During operation, the MAA algorithm may call the library 406 described above to reference the canonical motifs for a particular locus. FIG. 9 shows a portion of one illustrative look-up table that may be contained in the library 406. As shown in FIG. 9 (part a), the library 406 may include a list of the canonical motifs associated with particular loci. The library 406 may also contain a list of primer sequences and flanking sequences for particular loci, as shown in FIG. 9 (parts b and c, respectively). In some embodiments, the library 406 may further contain lists of the HRSBA designations for common alleles (FIG. 9, part d). This feature may improve the speed of software implementing the MAA algorithm. By way of example, if a given allele sequence is identical to one of the “common alleles,” then a pre-computed HRSBA designation can simply be retrieved from a lookup table as opposed to constructing it de-novo with the MAA algorithm.

Reference to the external library 406 allows routine updating of information about forensic STR loci, without changes to the underlying software code implementing the MAA algorithm. The discovery of previously unknown allele sequences may be anticipated as the number of individuals sequenced increases. Some of these sequences may be observed frequently enough to be included in the library 406 as common alleles. Similarly, the canonical motifs used by the MAA algorithm may be updated in the future if additional repeat motifs are discovered for a given locus. Thus, the updatable library 406 allows software implementing the MAA algorithm to remain relevant and accurate.

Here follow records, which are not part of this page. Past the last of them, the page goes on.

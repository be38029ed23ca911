//! Slot identity, coordinates and occupancy.

use serde::Serialize;

/// Side length of the square board grid.
pub const BOARD_SIZE: usize = 7;

/// Number of slots in the grid, playable or not.
pub const SLOT_COUNT: usize = BOARD_SIZE * BOARD_SIZE;

/// Number of slots in the four 2x2 corner blocks outside the cross.
pub const INVALID_SLOT_COUNT: usize = 16;

/// Pegs on a freshly initialized board (every playable slot but the center).
pub const STARTING_PEGS: usize = SLOT_COUNT - INVALID_SLOT_COUNT - 1;

/// The slot left empty by initialization.
pub const CENTER: Coord = Coord::new(3, 3);

/// A grid position, row first.
#[derive(Debug, Clone, Copy, PartialEq, Eq, Hash, Serialize)]
pub struct Coord {
    /// Row, counted from the top.
    pub row: usize,
    /// Column, counted from the left.
    pub col: usize,
}

impl Coord {
    /// Create a new coordinate.
    #[must_use]
    pub const fn new(row: usize, col: usize) -> Self {
        Self { row, col }
    }

    /// Check if the coordinate lies on the grid.
    #[must_use]
    pub const fn in_bounds(self) -> bool {
        self.row < BOARD_SIZE && self.col < BOARD_SIZE
    }

    /// Check if the coordinate lies on the cross, i.e. its row or its
    /// column is one of the three middle lines.
    #[must_use]
    pub const fn in_cross(self) -> bool {
        self.in_bounds() && (is_middle_line(self.row) || is_middle_line(self.col))
    }
}

const fn is_middle_line(line: usize) -> bool {
    matches!(line, 2..=4)
}

/// Row-major linear index of a slot: `row * BOARD_SIZE + col`.
///
/// Always in `0..SLOT_COUNT`; construction is checked.
#[derive(Debug, Clone, Copy, PartialEq, Eq, PartialOrd, Ord, Hash, Serialize)]
#[serde(transparent)]
pub struct SlotIndex(usize);

impl SlotIndex {
    /// Index of the center slot.
    pub const CENTER: Self = Self(CENTER.row * BOARD_SIZE + CENTER.col);

    /// Create an index, returning `None` outside `0..SLOT_COUNT`.
    #[must_use]
    pub const fn new(index: usize) -> Option<Self> {
        if index < SLOT_COUNT {
            Some(Self(index))
        } else {
            None
        }
    }

    /// Index of a grid position, `None` if either component is off the grid.
    #[must_use]
    pub const fn from_coord(coord: Coord) -> Option<Self> {
        if coord.in_bounds() {
            Some(Self(coord.row * BOARD_SIZE + coord.col))
        } else {
            None
        }
    }

    /// The raw linear index.
    #[must_use]
    pub const fn get(self) -> usize {
        self.0
    }

    /// Row of this slot.
    #[must_use]
    pub const fn row(self) -> usize {
        self.0 / BOARD_SIZE
    }

    /// Column of this slot.
    #[must_use]
    pub const fn col(self) -> usize {
        self.0 % BOARD_SIZE
    }

    /// Grid position of this slot.
    #[must_use]
    pub const fn coord(self) -> Coord {
        Coord::new(self.row(), self.col())
    }

    /// Iterate over every index in row-major order.
    pub fn all() -> impl Iterator<Item = SlotIndex> {
        (0..SLOT_COUNT).map(SlotIndex)
    }
}

impl std::fmt::Display for SlotIndex {
    fn fmt(&self, f: &mut std::fmt::Formatter<'_>) -> std::fmt::Result {
        write!(f, "({},{})", self.row(), self.col())
    }
}

/// Peg colors. Purely cosmetic.
#[derive(Debug, Clone, Copy, PartialEq, Eq, Hash, Serialize)]
#[serde(rename_all = "snake_case")]
pub enum PegColor {
    /// Dark red.
    Crimson,
    /// Dark blue.
    Navy,
    /// Yellow.
    Yellow,
    /// Light green.
    Mint,
}

/// The palette pegs are drawn from at initialization.
pub const PALETTE: [PegColor; 4] = [
    PegColor::Crimson,
    PegColor::Navy,
    PegColor::Yellow,
    PegColor::Mint,
];

impl PegColor {
    /// Red, green and blue components.
    #[must_use]
    pub const fn rgb(self) -> (u8, u8, u8) {
        match self {
            PegColor::Crimson => (0xB3, 0x00, 0x00),
            PegColor::Navy => (0x00, 0x00, 0x88),
            PegColor::Yellow => (0xFF, 0xFF, 0x00),
            PegColor::Mint => (0x66, 0xFF, 0x66),
        }
    }

    /// Single-letter tag used by text renderings.
    #[must_use]
    pub const fn letter(self) -> char {
        match self {
            PegColor::Crimson => 'R',
            PegColor::Navy => 'B',
            PegColor::Yellow => 'Y',
            PegColor::Mint => 'G',
        }
    }
}

/// What a slot currently holds.
#[derive(Debug, Clone, Copy, PartialEq, Eq, Hash)]
pub enum SlotState {
    /// Outside the cross; never takes part in play.
    Invalid,
    /// Playable, no peg.
    Empty,
    /// Playable, holding a peg.
    Occupied(PegColor),
}

impl SlotState {
    /// Check if the slot is part of the cross.
    #[must_use]
    pub const fn is_playable(self) -> bool {
        !matches!(self, SlotState::Invalid)
    }

    /// Check if the slot holds a peg.
    #[must_use]
    pub const fn has_peg(self) -> bool {
        matches!(self, SlotState::Occupied(_))
    }

    /// Color of the peg, if any.
    #[must_use]
    pub const fn color(self) -> Option<PegColor> {
        match self {
            SlotState::Occupied(color) => Some(color),
            SlotState::Invalid | SlotState::Empty => None,
        }
    }
}

/// One cell of the board.
#[derive(Debug, Clone, Copy, PartialEq, Eq)]
pub struct Slot {
    index: SlotIndex,
    state: SlotState,
}

impl Slot {
    /// A slot at `index` holding nothing yet.
    pub(crate) const fn blank(index: usize) -> Self {
        Self {
            index: SlotIndex(index),
            state: SlotState::Empty,
        }
    }

    /// Fixed identity of this slot.
    #[must_use]
    pub const fn index(&self) -> SlotIndex {
        self.index
    }

    /// Grid position of this slot.
    #[must_use]
    pub const fn coord(&self) -> Coord {
        self.index.coord()
    }

    /// Current occupancy.
    #[must_use]
    pub const fn state(&self) -> SlotState {
        self.state
    }

    pub(crate) fn state_mut(&mut self) -> &mut SlotState {
        &mut self.state
    }
}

Referring now to FIG. 10, the methods 100, 400 described above may be used as pre- and post-processing in an allelotyping method 1000. In particular, the F_CR algorithm 104 and the F_CS algorithm 404 may function as pre-processing and post-processing, respectively, for an allelotyping process 1002 (e.g., as might be performed by other allelotyping software). Alternatively, the methods 100, 400 of creating FASTF files 102, 402 may be considered part of an allelotyping system themselves, particularly where FASTFtools utility algorithms and/or other algorithms are used as quality pre-processors and/or reporting post-processors.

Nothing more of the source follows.